What should be in an individual medical kit (small enough to wear on belt). What should be the goal? I assume a single GSW.

A medical kit for the car? (bigger than individual, smaller than a pack.)

A family medical kit. (3-6 months off the grid? Does not have to be portable, can include individual medical kits based on each member's needs and ability)

A team/platoon medic bag (medium backpack size, must be carried in addition to personal gear, so pay attention to weight.

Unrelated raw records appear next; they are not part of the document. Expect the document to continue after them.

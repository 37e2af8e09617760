//! End-of-run report tests.

use crate::common::harness::TestContext;
use mipsim_core::common::Address;
use mipsim_core::config::{CacheConfig, MachineConfig, ReplacementPolicy, WritePolicy};
use mipsim_core::sim::{DumpRange, ReportOptions, Reporter};

fn finished() -> TestContext {
    let mut ctx = TestContext::new().load_asm(&[
        "addiu $2, $0, 0x11",
        "sw $2, 0x100($0)",
        "addiu $3, $0, 0x22",
        "sw $3, 0x104($0)",
        "break",
    ]);
    let _ = ctx.run_to_stop();
    ctx
}

fn render(reporter: &Reporter, ctx: &mut TestContext) -> String {
    let mut out = Vec::new();
    reporter.report(&mut ctx.sim, &mut out).unwrap();
    String::from_utf8(out).unwrap()
}

#[test]
fn nothing_enabled_prints_nothing() {
    let mut ctx = finished();
    let reporter = Reporter::default();
    assert!(reporter.is_empty());
    assert_eq!(render(&reporter, &mut ctx), "");
}

#[test]
fn registers_and_cycles() {
    let mut ctx = finished();
    let reporter = Reporter::new(ReportOptions {
        registers: true,
        cycles: true,
        ..ReportOptions::default()
    });
    let text = render(&reporter, &mut ctx);
    let lines: Vec<&str> = text.lines().collect();
    assert_eq!(lines[0], "Machine state report:");
    assert_eq!(lines[1], "PC:0x80020014");
    assert!(lines[2].starts_with("R0:0x00000000 R1:0x00000000 R2:0x00000011 R3:0x00000022"));
    assert_eq!(lines[3], "HI:0x00000000 LO:0x00000000");
    assert_eq!(lines[4], "cycles: 5");
    assert_eq!(lines[5], "stalls: 0");
}

#[test]
fn cache_section_lists_enabled_level2_only() {
    let config = MachineConfig {
        cache_data: CacheConfig::new(2, 1, 1, ReplacementPolicy::Lru, WritePolicy::WriteBack),
        ..MachineConfig::default()
    };
    let mut ctx = TestContext::with_config(config).load_asm(&["lw $2, 0x100($0)", "lw $2, 0x100($0)", "break"]);
    let _ = ctx.run_to_stop();
    let reporter = Reporter::new(ReportOptions {
        cache_stats: true,
        ..ReportOptions::default()
    });
    let text = render(&reporter, &mut ctx);
    assert!(text.starts_with("Cache statistics report:\n"));
    assert!(text.contains("d-cache:hit: 1\n"));
    assert!(text.contains("d-cache:miss: 1\n"));
    assert!(text.contains("d-cache:hit-rate: 50.000\n"));
    assert!(text.contains("i-cache:reads: 3\n"));
    assert!(!text.contains("l2-cache"));

    let report = reporter.collect(&ctx.sim);
    let caches = report.caches.unwrap();
    assert_eq!(caches["d-cache"].stalled_cycles, 9);
}

#[test]
fn dump_ranges_write_one_word_per_line() {
    let dir = tempfile::tempdir().unwrap();
    let path = dir.path().join("dump.txt");
    let mut ctx = finished();
    let reporter = Reporter::new(ReportOptions {
        dump_ranges: vec![DumpRange {
            start: Address::new(0x102),
            len: 8,
            path: path.clone(),
        }],
        ..ReportOptions::default()
    });
    assert_eq!(render(&reporter, &mut ctx), "");
    let dumped = std::fs::read_to_string(&path).unwrap();
    // The start is aligned down; the end stays where start + len puts it.
    assert_eq!(dumped, "0x00000011\n0x00000022\n0x00000000\n");
}

#[test]
fn json_document_mirrors_enabled_sections() {
    let dir = tempfile::tempdir().unwrap();
    let path = dir.path().join("report.json");
    let mut ctx = finished();
    let reporter = Reporter::new(ReportOptions {
        registers: true,
        cycles: true,
        json: Some(path.clone()),
        ..ReportOptions::default()
    });
    let _ = render(&reporter, &mut ctx);

    let doc: serde_json::Value = serde_json::from_str(&std::fs::read_to_string(&path).unwrap()).unwrap();
    assert_eq!(doc["cycles"]["cycles"], 5);
    assert_eq!(doc["regs"]["R3"], "0x00000022");
    assert_eq!(doc["regs"]["PC"], "0x80020014");
    assert_eq!(doc["regs"]["C0_EBase"], "0x80000000");
    assert!(doc.get("caches").is_none());
}
//! CPU Core Definition and Initialization.
//!
//! This module defines the central `Cpu` structure, which serves as the container for the
//! entire processor state. It coordinates the following:
//! 1. **State Management:** Maintains the register file, HI/LO, the program counter and
//!    coprocessor 0.
//! 2. **Pipeline Control:** Holds the latches and counters exposed through `CoreState`.
//! 3. **Memory Hierarchy:** Owns the program, data and level-2 caches in front of the bus.
//! 4. **System Integration:** Samples the interrupt controller at the commit point and
//!    vectors to the exception handler when coprocessor 0 enables it.

/// Cycle stepping for the single-cycle and pipelined cores.
pub mod execution;

/// Memory hierarchy and data access helpers.
pub mod memory;

use tracing::debug;

use crate::common::{Address, Cop0State, RegisterFile};
use crate::config::MachineConfig;
use crate::core::pipeline::latches::{IdExEntry, IfIdEntry};
use crate::core::pipeline::state::{CoreState, Stage};
use crate::soc::interconnect::PhysAddrSpace;
use crate::soc::interrupt::InterruptController;
use crate::stats::SimStats;

pub use memory::MemorySystem;

/// Main CPU structure containing all processor state and components.
#[derive(Debug)]
pub struct Cpu {
    /// General-purpose registers, HI/LO and PC.
    pub regs: RegisterFile,
    /// Coprocessor 0 (Status, Cause, EPC, timer).
    pub cop0: Cop0State,
    /// Caches and the physical address space.
    pub mem: MemorySystem,
    /// Pending interrupt lines.
    pub interrupts: InterruptController,
    /// Configuration the core was built from.
    pub config: MachineConfig,
    /// Latches, per-stage views, counters and status.
    pub state: CoreState,
    /// Performance statistics.
    pub stats: SimStats,
    /// Branch target waiting for its delay slot to execute (single-cycle core).
    pending_branch: Option<Address>,
    /// Handler entry or `ERET` target decided at the commit point this cycle.
    pub(crate) trap_redirect: Option<Address>,
    /// The last committed instruction was a branch or jump, so the next one sits in
    /// its delay slot.
    pub(crate) after_control: bool,
}

impl Cpu {
    /// Creates a CPU in reset state.
    ///
    /// # Arguments
    ///
    /// * `bus` - The physical address space the caches sit in front of.
    /// * `interrupts` - Controller the peripherals raise their lines on.
    /// * `config` - Machine configuration.
    pub fn new(bus: PhysAddrSpace, interrupts: InterruptController, config: &MachineConfig) -> Self {
        Self {
            regs: RegisterFile::new(Address::new(config.reset_pc)),
            cop0: Cop0State::new(),
            mem: MemorySystem::new(bus, config),
            interrupts,
            config: config.clone(),
            state: CoreState::default(),
            stats: SimStats::default(),
            pending_branch: None,
            trap_redirect: None,
            after_control: false,
        }
    }

    /// Returns the core to its reset state.
    ///
    /// Registers, latches, counters and cache contents are cleared. Memory keeps its
    /// content; dirty cache lines are written back first.
    pub fn reset(&mut self) {
        self.mem.flush_caches();
        self.mem.reset_caches();
        self.regs.reset(Address::new(self.config.reset_pc));
        self.cop0.reset();
        self.state = CoreState::default();
        self.stats = SimStats::default();
        self.pending_branch = None;
        self.trap_redirect = None;
        self.after_control = false;
    }

    /// Current program counter (next fetch address).
    pub const fn pc(&self) -> Address {
        self.regs.read_pc()
    }

    /// Returns `true` when an interrupt should replace the instruction at the commit point.
    ///
    /// Either a line selected by the configured `interrupt_mask` is pending, or coprocessor 0
    /// has interrupts enabled and a line unmasked in `Status.IM` is pending.
    pub fn interrupt_pending(&mut self) -> bool {
        let pending = self.interrupts.pending();
        self.cop0.sync_interrupt_lines(pending);
        pending & self.config.interrupt_mask != 0 || self.cop0.interrupt_request()
    }

    /// Redirects fetch to `target` and squashes every younger instruction.
    ///
    /// Used for exception entry and `ERET`, which have no delay slot.
    pub(crate) fn flush_to(&mut self, target: Address) {
        debug!(%target, "pipeline flushed");
        self.regs.write_pc(target);
        self.pending_branch = None;
        self.squash_id_ex();
        self.squash_if_id();
    }

    /// Redirects fetch to `target` and squashes wrong-path instructions.
    ///
    /// Younger instructions are the IF/ID entry, plus the ID/EX entry when resolving
    /// in memory. With delay slots the oldest of them survives.
    pub(crate) fn redirect(&mut self, target: Address, from: Stage) {
        debug!(%target, stage = from.name(), "branch taken");
        self.stats.branches_taken += 1;
        self.regs.write_pc(target);

        let mut spare = self.config.delay_slot;
        if from == Stage::Memory {
            if self.state.id_ex.valid && spare {
                spare = false;
            } else {
                self.squash_id_ex();
            }
        }
        if self.state.if_id.valid && spare {
            return;
        }
        self.squash_if_id();
    }

    fn squash_if_id(&mut self) {
        if self.state.if_id.valid {
            self.state.flushed += 1;
            self.stats.flushes += 1;
        }
        self.state.if_id = IfIdEntry::default();
    }

    fn squash_id_ex(&mut self) {
        if self.state.id_ex.valid {
            self.state.flushed += 1;
            self.stats.flushes += 1;
        }
        self.state.id_ex = IdExEntry::default();
    }
}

A SHTF Patrol base infirmary? This is the dream setup. But assume no electricity.
This is probably an iterative process but I'll take a whack at it... note that recommendations assume you can handle the equipment. If you can't, then pack something more useful, like gauze/pads.

What should be in an individual medical kit (small enough to wear on belt). What should be the goal? I assume a single GSW.
Trauma shears, oral airway, nasal trumpet, tourniquet, tape, 11 blade scalpel, 2 16G angiocaths with stopcocks, gloves, 2 tylenol, 1 oz betadine, fill rest of space with dressing materials. Have never used quickclot but might be considered.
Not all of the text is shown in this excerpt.